MAFFT aligns sequences together with homologues automatically collected from SwissProt via NCBI BLAST. The accuracy of an alignment of a few distantly related sequences is considerably improved when being aligned together with their close homologs. The reason for the improvement is probably the same as that for PSI-BLAST. That is, the positions of highly conserved residues, those with many gaps and other additional information is brought by close homologs. According to Katoh et al. (2005), the improvement by adding close homologs is 10% or so, which is comparable to the improvement by incorporating structural information of a pair of sequences.

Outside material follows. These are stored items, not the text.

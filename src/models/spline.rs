//! Per-feature B-spline expansion followed by least squares.

use super::linear::LeastSquares;
use super::{check_training_data, check_width, FitError, Regressor};
use ndarray::{Array1, Array2, ArrayView1, ArrayView2, Axis};

/// Uniform knot vector for one feature, extended by `degree` knots on each side
#[derive(Debug, Clone)]
struct Knots {
    lo: f64,
    hi: f64,
    knots: Vec<f64>,
}

impl Knots {
    #[allow(clippy::cast_precision_loss)]
    fn uniform(column: ArrayView1<'_, f64>, n_knots: usize, degree: usize) -> Self {
        let mut lo = column.iter().copied().fold(f64::INFINITY, f64::min);
        let mut hi = column.iter().copied().fold(f64::NEG_INFINITY, f64::max);
        if hi <= lo {
            lo -= 0.5;
            hi += 0.5;
        }
        let step = (hi - lo) / (n_knots - 1) as f64;
        let knots = (0..n_knots + 2 * degree)
            .map(|j| (j as f64 - degree as f64).mul_add(step, lo))
            .collect();
        Self { lo, hi, knots }
    }

    /// Index `k` of the knot span holding `x`, with the last span closed on the right
    fn span(&self, x: f64, degree: usize, n_basis: usize) -> usize {
        let mut k = degree;
        while k + 1 < n_basis && self.knots[k + 1] <= x {
            k += 1;
        }
        k
    }

    /// Write the `n_basis` basis values at `x` into `out` (Cox-de Boor)
    fn evaluate(&self, x: f64, degree: usize, out: &mut [f64]) {
        let x = x.clamp(self.lo, self.hi);
        let k = self.span(x, degree, out.len());
        let t = &self.knots;

        let mut n = vec![0.0; degree + 1];
        let mut left = vec![0.0; degree + 1];
        let mut right = vec![0.0; degree + 1];
        n[0] = 1.0;
        for j in 1..=degree {
            left[j] = x - t[k + 1 - j];
            right[j] = t[k + j] - x;
            let mut saved = 0.0;
            for r in 0..j {
                let temp = n[r] / (right[r + 1] + left[j - r]);
                n[r] = right[r + 1].mul_add(temp, saved);
                saved = left[j - r] * temp;
            }
            n[j] = saved;
        }

        out.fill(0.0);
        out[k - degree..=k].copy_from_slice(&n);
    }
}

/// Spline feature expansion with an ordinary least-squares head
///
/// Each feature is expanded into `n_knots + degree - 1` B-spline basis values
/// over uniform knots spanning its training range; inputs outside the range
/// are clamped to the boundary.
#[derive(Debug, Clone)]
pub struct SplineRegressor {
    n_knots: usize,
    degree: usize,
    knots: Vec<Knots>,
    head: LeastSquares,
}

impl SplineRegressor {
    /// Create an unfitted model
    #[must_use]
    pub const fn new(n_knots: usize, degree: usize) -> Self {
        Self {
            n_knots,
            degree,
            knots: Vec::new(),
            head: LeastSquares::new(),
        }
    }

    /// Basis functions per input feature
    #[must_use]
    pub const fn n_basis(&self) -> usize {
        self.n_knots + self.degree - 1
    }

    fn expand(&self, x: ArrayView2<'_, f64>) -> Array2<f64> {
        let n_basis = self.n_basis();
        let mut out = Array2::<f64>::zeros((x.nrows(), x.ncols() * n_basis));
        for (mut target, row) in out.axis_iter_mut(Axis(0)).zip(x.rows()) {
            let Some(slice) = target.as_slice_mut() else {
                continue;
            };
            for ((knots, value), chunk) in self.knots.iter().zip(row.iter()).zip(slice.chunks_mut(n_basis)) {
                knots.evaluate(*value, self.degree, chunk);
            }
        }
        out
    }
}

impl Regressor for SplineRegressor {
    fn fit(&mut self, x: ArrayView2<'_, f64>, y: ArrayView1<'_, f64>) -> Result<(), FitError> {
        check_training_data(x, y)?;
        if self.n_knots < 2 {
            return Err(FitError::InvalidParameter(format!("n_knots = {}", self.n_knots)));
        }
        self.knots = x
            .axis_iter(Axis(1))
            .map(|column| Knots::uniform(column, self.n_knots, self.degree))
            .collect();
        let basis = self.expand(x);
        self.head.fit(basis.view(), y)
    }

    fn predict(&self, x: ArrayView2<'_, f64>) -> Result<Array1<f64>, FitError> {
        if self.knots.is_empty() {
            return Err(FitError::NotFitted);
        }
        check_width(self.knots.len(), x)?;
        self.head.predict(self.expand(x).view())
    }
}

#[cfg(test)]
#[allow(clippy::unwrap_used)]
mod tests {
    use super::*;
    use ndarray::array;

    #[test]
    fn test_basis_is_partition_of_unity() {
        let column = array![0.0, 1.0, 2.0, 4.0];
        let knots = Knots::uniform(column.view(), 5, 3);
        let mut out = vec![0.0; 7];
        for x in [0.0, 0.3, 1.0, 2.5, 3.99, 4.0, 9.0, -3.0] {
            knots.evaluate(x, 3, &mut out);
            let total: f64 = out.iter().sum();
            assert!((total - 1.0).abs() < 1e-12, "x = {x}: {total}");
            assert!(out.iter().all(|v| *v >= -1e-15));
        }
    }

    #[test]
    fn test_constant_column_is_widened() {
        let knots = Knots::uniform(array![2.0, 2.0].view(), 5, 3);
        assert!((knots.lo - 1.5).abs() < 1e-12);
        assert!((knots.hi - 2.5).abs() < 1e-12);
    }

    #[test]
    fn test_fits_quadratic() {
        let x = Array2::from_shape_fn((25, 1), |(i, _)| i as f64 / 4.0 - 3.0);
        let y = x.column(0).mapv(|v| v * v);
        let mut model = SplineRegressor::new(5, 3);
        model.fit(x.view(), y.view()).unwrap();
        let pred = model.predict(array![[0.5], [-1.5]].view()).unwrap();
        assert!((pred[0] - 0.25).abs() < 1e-4);
        assert!((pred[1] - 2.25).abs() < 1e-4);
    }

    #[test]
    fn test_expansion_width() {
        let x = array![[0.0, 1.0], [1.0, 0.0], [2.0, 2.0]];
        let y = array![0.0, 1.0, 2.0];
        let mut model = SplineRegressor::new(5, 3);
        model.fit(x.view(), y.view()).unwrap();
        assert_eq!(model.n_basis(), 7);
        assert_eq!(model.expand(x.view()).ncols(), 14);
    }
}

Mafft-homologs works like this: 1.Collect a number (50 by default) of close homologs (E=1e-10 by default) of the input sequences. 2.Align the input sequences and homologs all together using the L-INS-i strategy. 3.Remove the homologs.
Parent program: mafft
MAFFT is a multiple sequence alignment program for amino acid or nucleotide sequences that uses fast Fourier transform and simplified scoring system to rapidly identify homologous regions between sequences. MAFFT performs well in reducing CPU time required for multiple sequence alignment and allows an increased the accuracy of alignments even for sequences with large insertions or extensions as well as distantly related sequences of similar length. It offers a range of multiple alignment methods, L-INS-i (accurate; for alignment of < 200 sequences), FFT-NS-2 (fast; for alignment of < 30,000 sequences), etc. The type of input sequences (amino acid or nucleotide) is automatically recognized.